In the early episodes, Misty is depicted as having a short temper, stubborn temperament and little patience. As the series progresses, however, she mellows out and gradually shows herself to be kind and sensible. Misty becomes the trainer of Togepi, caring for it throughout the series. Misty constantly reins in Brock when he becomes enamored with pretty girls, often pulling him away by the ear. She also has the insectophobia of most Bug-type Pokémon. Misty aims to be a world-class Water-type Pokémon Trainer despite her older sisters' ridicule.

===In the manga===
The Misty character that appears in the Electric Tale of Pikachu manga series, which is loosely based on the anime, is similar to the Misty in the anime, while the Misty in Pokémon Adventures is similar to the Misty in the video games. She appears throughout Electric Tale of Pikachu, traveling on occasion with Ash. In Pokémon Adventures, When Red, the protagonist of the manga, first meets her, she is trying to recapture her Gyarados with help of her Staryu, which has been brainwashed by Team Rocket. They decide to team up and confront Team Rocket. The next morning, after spending the night resting in Misty's mansion, Misty leads Red to her Gym and reveals herself to be the Gym Leader. They have a battle and though Misty quickly gained the upper hand and easily defeated Red with her fast and strong Starmie, she is worried that if they do not prepare themselves, Team Rocket will defeat them easily. Red decides that he might actually need training and agrees to train. At that point, they become close friends.

In Pokémon Pocket Monsters, Red, the protagonist of the series, is seeking a Moon Stone along with his Pikachu and his Clefairy (one that speaks human language). When they meet Misty, Clefairy notices that she is wearing a Moon Stone as a necklace. Misty declares that they battle her if they wish to have it. While the Clefairy is initially pumped up to battle, he quickly changes his mind when he sees that his opponent is a massive Blastoise. After a while, the battle is won when Clefairy sucks up all the water in a nearby river and releases the water onto Misty's Pokémon, sending it flying into the sky. Just when Misty is about to reward Red's group with the prize they sought, the stone is stolen.

==Critical reception==
The book The Japanification of Children's Popular Culture described Misty's portrayal in the anime as a mother figure, calling her a "nurturing component" for the original trio of herself, Ash and Brock. It further described her as an "unusually 'complete' girl of the anime world", noting both her feminine sentimentality and her "explosive rage". Anime Classics Zettai!: 100 Must-See Japanese Animation Masterpieces praised the character as being "particularly nuanced" and described her as contributing heavily to the series' appeal. Pikachu's Global Adventure: The Rise and Fall of Pokémon stated that though the anime focused on Ash, Misty was a distinctly significant character especially to young female consumers, neither "butch" nor "dizzily feminine", seemingly "carefully constructed to appeal to preadolescent girls". It added that, unlike other aggressive female characters in the series, Misty did not sacrifice her femininity to succeed, making the character further popular with young American women, a contrast to Japanese children who focused more on the individual Pokémon species to identify with.

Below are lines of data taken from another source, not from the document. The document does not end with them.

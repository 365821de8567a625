//! Follow-graph queries over `tb_follow`.

use sqlx::MySqlPool;

use crate::model::Follow;
use crate::store::StoreResult;

/// Record that `user_id` follows `follow_user_id`.
pub async fn insert(pool: &MySqlPool, follow: &Follow) -> StoreResult<()> {
    sqlx::query("INSERT INTO tb_follow (user_id, follow_user_id, create_time) VALUES (?, ?, ?)")
        .bind(follow.user_id)
        .bind(follow.follow_user_id)
        .bind(follow.create_time)
        .execute(pool)
        .await?;
    Ok(())
}

/// Remove a follow edge.
pub async fn delete(pool: &MySqlPool, user_id: i64, follow_user_id: i64) -> StoreResult<()> {
    sqlx::query("DELETE FROM tb_follow WHERE user_id = ? AND follow_user_id = ?")
        .bind(user_id)
        .bind(follow_user_id)
        .execute(pool)
        .await?;
    Ok(())
}

/// All followers of an author. Drives feed fan-out on publish.
pub async fn followers_of(pool: &MySqlPool, followee_id: i64) -> StoreResult<Vec<Follow>> {
    let follows = sqlx::query_as::<_, Follow>("SELECT * FROM tb_follow WHERE follow_user_id = ?")
        .bind(followee_id)
        .fetch_all(pool)
        .await?;
    Ok(follows)
}

/// Whether the edge exists in the database.
pub async fn is_following(pool: &MySqlPool, user_id: i64, follow_user_id: i64) -> StoreResult<bool> {
    let (count,): (i64,) =
        sqlx::query_as("SELECT COUNT(*) FROM tb_follow WHERE user_id = ? AND follow_user_id = ?")
            .bind(user_id)
            .bind(follow_user_id)
            .fetch_one(pool)
            .await?;
    Ok(count > 0)
}
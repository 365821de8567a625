//! Voucher and seckill-voucher queries over `tb_voucher` / `tb_seckill_voucher`.

use sqlx::{MySql, MySqlPool, Transaction};

use crate::model::{SeckillVoucher, Voucher, VOUCHER_TYPE_SECKILL};
use crate::store::StoreResult;

/// Insert the voucher master row inside an enclosing transaction and
/// backfill its generated id.
pub async fn insert_voucher(tx: &mut Transaction<'_, MySql>, voucher: &mut Voucher) -> StoreResult<()> {
    let result = sqlx::query(
        "INSERT INTO tb_voucher \
         (shop_id, title, sub_title, rules, pay_value, actual_value, type, status, create_time, update_time) \
         VALUES (?, ?, ?, ?, ?, ?, ?, ?, ?, ?)",
    )
    .bind(voucher.shop_id)
    .bind(&voucher.title)
    .bind(&voucher.sub_title)
    .bind(&voucher.rules)
    .bind(voucher.pay_value)
    .bind(voucher.actual_value)
    .bind(voucher.voucher_type)
    .bind(voucher.status)
    .bind(voucher.create_time)
    .bind(voucher.update_time)
    .execute(&mut **tx)
    .await?;

    voucher.id = result.last_insert_id() as i64;
    Ok(())
}

/// Insert the seckill row inside the same transaction as its voucher.
pub async fn insert_seckill(tx: &mut Transaction<'_, MySql>, seckill: &SeckillVoucher) -> StoreResult<()> {
    sqlx::query(
        "INSERT INTO tb_seckill_voucher \
         (voucher_id, stock, begin_time, end_time, create_time, update_time) \
         VALUES (?, ?, ?, ?, ?, ?)",
    )
    .bind(seckill.voucher_id)
    .bind(seckill.stock)
    .bind(seckill.begin_time)
    .bind(seckill.end_time)
    .bind(seckill.create_time)
    .bind(seckill.update_time)
    .execute(&mut **tx)
    .await?;

    Ok(())
}

/// Fetch the stock and sale window for a seckill voucher.
pub async fn query_seckill_by_id(pool: &MySqlPool, voucher_id: i64) -> StoreResult<Option<SeckillVoucher>> {
    let seckill = sqlx::query_as::<_, SeckillVoucher>(
        "SELECT * FROM tb_seckill_voucher WHERE voucher_id = ?",
    )
    .bind(voucher_id)
    .fetch_optional(pool)
    .await?;
    Ok(seckill)
}

/// Conditionally decrement stock; returns whether a row was touched.
///
/// The `stock > 0` guard is the database-side oversell defense: a zero row
/// count means the stock was already exhausted.
pub async fn decrement_stock(tx: &mut Transaction<'_, MySql>, voucher_id: i64) -> StoreResult<bool> {
    let result = sqlx::query(
        "UPDATE tb_seckill_voucher SET stock = stock - 1 WHERE voucher_id = ? AND stock > 0",
    )
    .bind(voucher_id)
    .execute(&mut **tx)
    .await?;

    Ok(result.rows_affected() > 0)
}

/// All vouchers for a shop, with seckill stock/window overlaid on
/// flash-sale entries.
pub async fn query_by_shop(pool: &MySqlPool, shop_id: i64) -> StoreResult<Vec<Voucher>> {
    let mut vouchers = sqlx::query_as::<_, Voucher>("SELECT * FROM tb_voucher WHERE shop_id = ?")
        .bind(shop_id)
        .fetch_all(pool)
        .await?;

    for voucher in &mut vouchers {
        if voucher.voucher_type != VOUCHER_TYPE_SECKILL {
            continue;
        }
        if let Some(seckill) = query_seckill_by_id(pool, voucher.id).await? {
            voucher.stock = seckill.stock;
            voucher.begin_time = Some(seckill.begin_time);
            voucher.end_time = Some(seckill.end_time);
        }
    }

    Ok(vouchers)
}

In studies on the reactions boys and girls had to the concept of Misty as a heroine in the series, girls accepted it and were eager to associate themselves with the character, while boys attempted to belittle her efforts. On the other hand, children of both genders felt the character alongside Brock gave Ash a sense of identity and moral support, which researchers attributed to the concept of group identity.

In 2013, nearing Halloween, Archie Comics illustrator Ryan Jampole utilized Misty as one of the 31 costumes for the character Roll from the Archie Comics adaptation of the Mega Man franchise.